//! CLI argument parsing for blockfetch

use crate::config::Config;
use crate::error::Result;
use clap::{Parser, Subcommand};
use std::path::PathBuf;

/// blockfetch - rebuild a remote file from local data plus the ranges that changed
#[derive(Parser, Debug)]
#[command(name = "blockfetch")]
#[command(version, about, long_about = None)]
pub struct Cli {
    /// Increase logging verbosity (-v, -vv, -vvv)
    #[arg(short, long, action = clap::ArgAction::Count, global = true)]
    pub verbose: u8,

    /// Output logs as JSON
    #[arg(long, global = true)]
    pub json: bool,

    #[command(subcommand)]
    pub command: Commands,
}

#[derive(Subcommand, Debug)]
pub enum Commands {
    /// Bring a local file up to date with the target a recipe describes
    Fetch(FetchArgs),

    /// Generate a recipe for a file
    Make(MakeArgs),

    /// Show configuration
    Config(ConfigArgs),
}

/// Arguments for the fetch command
#[derive(Parser, Debug)]
pub struct FetchArgs {
    /// Recipe path or URL (local path, file://, http://, https://)
    pub recipe: String,

    /// Output file [default: the filename named in the recipe]
    #[arg(short, long)]
    pub output: Option<PathBuf>,

    /// Local file to take matching blocks from [default: the output file, or its backup]
    #[arg(short, long)]
    pub input: Option<PathBuf>,

    /// Where to fetch target data from, overriding the recipe's URL
    #[arg(short, long)]
    pub url: Option<String>,

    /// Hide progress bars
    #[arg(long)]
    pub no_progress: bool,

    /// Read size for the local scan (e.g. 1M, 256K)
    #[arg(long, value_parser = parse_size_arg)]
    pub chunk_size: Option<u64>,

    /// Maximum ranges per request, overriding the recipe
    #[arg(long, value_parser = clap::value_parser!(u64).range(1..))]
    pub max_ranges: Option<u64>,

    /// Discard matched blocks with no matched neighbour (true/false)
    #[arg(long)]
    pub sequence_validation: Option<bool>,

    /// Do not keep the previous version of the output file
    #[arg(long)]
    pub no_backup: bool,

    /// Suffix for the previous version of the output file
    #[arg(long)]
    pub backup_suffix: Option<String>,

    /// Maximum retries for failed requests
    #[arg(long)]
    pub retries: Option<u32>,

    /// User name for HTTP basic authentication
    #[arg(long)]
    pub user: Option<String>,

    /// Password for HTTP basic authentication
    #[arg(long, requires = "user")]
    pub password: Option<String>,

    /// Configuration file path
    #[arg(short = 'c', long)]
    pub config: Option<PathBuf>,
}

impl FetchArgs {
    /// Convert CLI args to Config, merging with file config
    pub fn to_config(&self) -> Result<Config> {
        let mut config = match &self.config {
            Some(path) => Config::load_from(path)?,
            None => Config::load().unwrap_or_default(),
        };

        // CLI args override config file
        if self.no_progress {
            config.progress = false;
        }
        if let Some(chunk_size) = self.chunk_size {
            config.chunk_size = chunk_size as usize;
        }
        if let Some(max_ranges) = self.max_ranges {
            config.max_ranges = Some(max_ranges as usize);
        }
        if self.sequence_validation.is_some() {
            config.sequence_validation = self.sequence_validation;
        }
        if self.no_backup {
            config.backup = false;
        }
        if let Some(suffix) = &self.backup_suffix {
            config.backup_suffix = suffix.clone();
        }
        if let Some(retries) = self.retries {
            config.max_retries = retries;
        }
        if let Some(user) = &self.user {
            config.username = Some(user.clone());
        }
        if let Some(password) = &self.password {
            config.password = Some(password.clone());
        }

        config.validate()?;
        Ok(config)
    }
}

/// Arguments for the make command
#[derive(Parser, Debug)]
pub struct MakeArgs {
    /// File to describe
    pub file: PathBuf,

    /// Output recipe path [default: <file>.bfr]
    #[arg(short, long)]
    pub output: Option<PathBuf>,

    /// Block size (e.g. 2K, 4096) [default: by file size]
    #[arg(short, long, value_parser = parse_size_arg)]
    pub block_size: Option<u64>,

    /// URL the target will be served from [default: the file name]
    #[arg(short, long)]
    pub url: Option<String>,

    /// Name the target is saved under [default: the file name]
    #[arg(short, long)]
    pub filename: Option<String>,

    /// Maximum ranges a client should ask for in one request
    #[arg(long, value_parser = clap::value_parser!(u64).range(1..))]
    pub max_ranges: Option<u64>,
}

/// Arguments for the config command
#[derive(Parser, Debug)]
pub struct ConfigArgs {
    /// Show the configuration file path
    #[arg(long)]
    pub path: bool,

    /// Create default configuration file
    #[arg(long)]
    pub init: bool,
}

fn parse_size_arg(s: &str) -> std::result::Result<u64, String> {
    Config::parse_size(s).map_err(|e| e.to_string())
}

+-------+

_TASK TO CARRY OUT_
Retype the records above exactly as they appear.

_REPLY TO THE TASK_
//! CLI argument parsing for blockfetch

use crate::config::Config;
use crate::error::Result;
use clap::{Parser, Subcommand};
use std::path::PathBuf;

/// blockfetch - rebuild a remote file from local data plus the ranges that changed
#[derive(Parser, Debug)]
#[command(name = "blockfetch")]
#[command(version, about, long_about = None)]
pub struct Cli {
    /// Increase logging verbosity (-v, -vv, -vvv)
    #[arg(short, long, action = clap::ArgAction::Count, global = true)]
    pub verbose: u8,

    /// Output logs as JSON
    #[arg(long, global = true)]
    pub json: bool,

    #[command(subcommand)]
    pub command: Commands,
}

#[derive(Subcommand, Debug)]
pub enum Commands {
    /// Bring a local file up to date with the target a recipe describes
    Fetch(FetchArgs),

    /// Generate a recipe for a file
    Make(MakeArgs),

    /// Show configuration
    Config(ConfigArgs),
}

/// Arguments for the fetch command
#[derive(Parser, Debug)]
pub struct FetchArgs {
    /// Recipe path or URL (local path, file://, http://, https://)
    pub recipe: String,

    /// Output file [default: the filename named in the recipe]
    #[arg(short, long)]
    pub output: Option<PathBuf>,

    /// Local file to take matching blocks from [default: the output file, or its backup]
    #[arg(short, long)]
    pub input: Option<PathBuf>,

    /// Where to fetch target data from, overriding the recipe's URL
    #[arg(short, long)]
    pub url: Option<String>,

    /// Hide progress bars
    #[arg(long)]
    pub no_progress: bool,

    /// Read size for the local scan (e.g. 1M, 256K)
    #[arg(long, value_parser = parse_size_arg)]
    pub chunk_size: Option<u64>,

    /// Maximum ranges per request, overriding the recipe
    #[arg(long, value_parser = clap::value_parser!(u64).range(1..))]
    pub max_ranges: Option<u64>,

    /// Discard matched blocks with no matched neighbour (true/false)
    #[arg(long)]
    pub sequence_validation: Option<bool>,

    /// Do not keep the previous version of the output file
    #[arg(long)]
    pub no_backup: bool,

    /// Suffix for the previous version of the output file
    #[arg(long)]
    pub backup_suffix: Option<String>,

    /// Maximum retries for failed requests
    #[arg(long)]
    pub retries: Option<u32>,

    /// User name for HTTP basic authentication
    #[arg(long)]
    pub user: Option<String>,

    /// Password for HTTP basic authentication
    #[arg(long, requires = "user")]
    pub password: Option<String>,

    /// Configuration file path
    #[arg(short = 'c', long)]
    pub config: Option<PathBuf>,
}

impl FetchArgs {
    /// Convert CLI args to Config, merging with file config
    pub fn to_config(&self) -> Result<Config> {
        let mut config = match &self.config {
            Some(path) => Config::load_from(path)?,
            None => Config::load().unwrap_or_default(),
        };

        // CLI args override config file
        if self.no_progress {
            config.progress = false;
        }
        if let Some(chunk_size) = self.chunk_size {
            config.chunk_size = chunk_size as usize;
        }
        if let Some(max_ranges) = self.max_ranges {
            config.max_ranges = Some(max_ranges as usize);
        }
        if self.sequence_validation.is_some() {
            config.sequence_validation = self.sequence_validation;
        }
        if self.no_backup {
            config.backup = false;
        }
        if let Some(suffix) = &self.backup_suffix {
            config.backup_suffix = suffix.clone();
        }
        if let Some(retries) = self.retries {
            config.max_retries = retries;
        }
        if let Some(user) = &self.user {
            config.username = Some(user.clone());
        }
        if let Some(password) = &self.password {
            config.password = Some(password.clone());
        }

        config.validate()?;
        Ok(config)
    }
}

/// Arguments for the make command
#[derive(Parser, Debug)]
pub struct MakeArgs {
    /// File to describe
    pub file: PathBuf,

    /// Output recipe path [default: <file>.bfr]
    #[arg(short, long)]
    pub output: Option<PathBuf>,

    /// Block size (e.g. 2K, 4096) [default: by file size]
    #[arg(short, long, value_parser = parse_size_arg)]
    pub block_size: Option<u64>,

    /// URL the target will be served from [default: the file name]
    #[arg(short, long)]
    pub url: Option<String>,

    /// Name the target is saved under [default: the file name]
    #[arg(short, long)]
    pub filename: Option<String>,

    /// Maximum ranges a client should ask for in one request
    #[arg(long, value_parser = clap::value_parser!(u64).range(1..))]
    pub max_ranges: Option<u64>,
}

/// Arguments for the config command
#[derive(Parser, Debug)]
pub struct ConfigArgs {
    /// Show the configuration file path
    #[arg(long)]
    pub path: bool,

    /// Create default configuration file
    #[arg(long)]
    pub init: bool,
}

fn parse_size_arg(s: &str) -> std::result::Result<u64, String> {
    Config::parse_size(s).map_err(|e| e.to_string())
}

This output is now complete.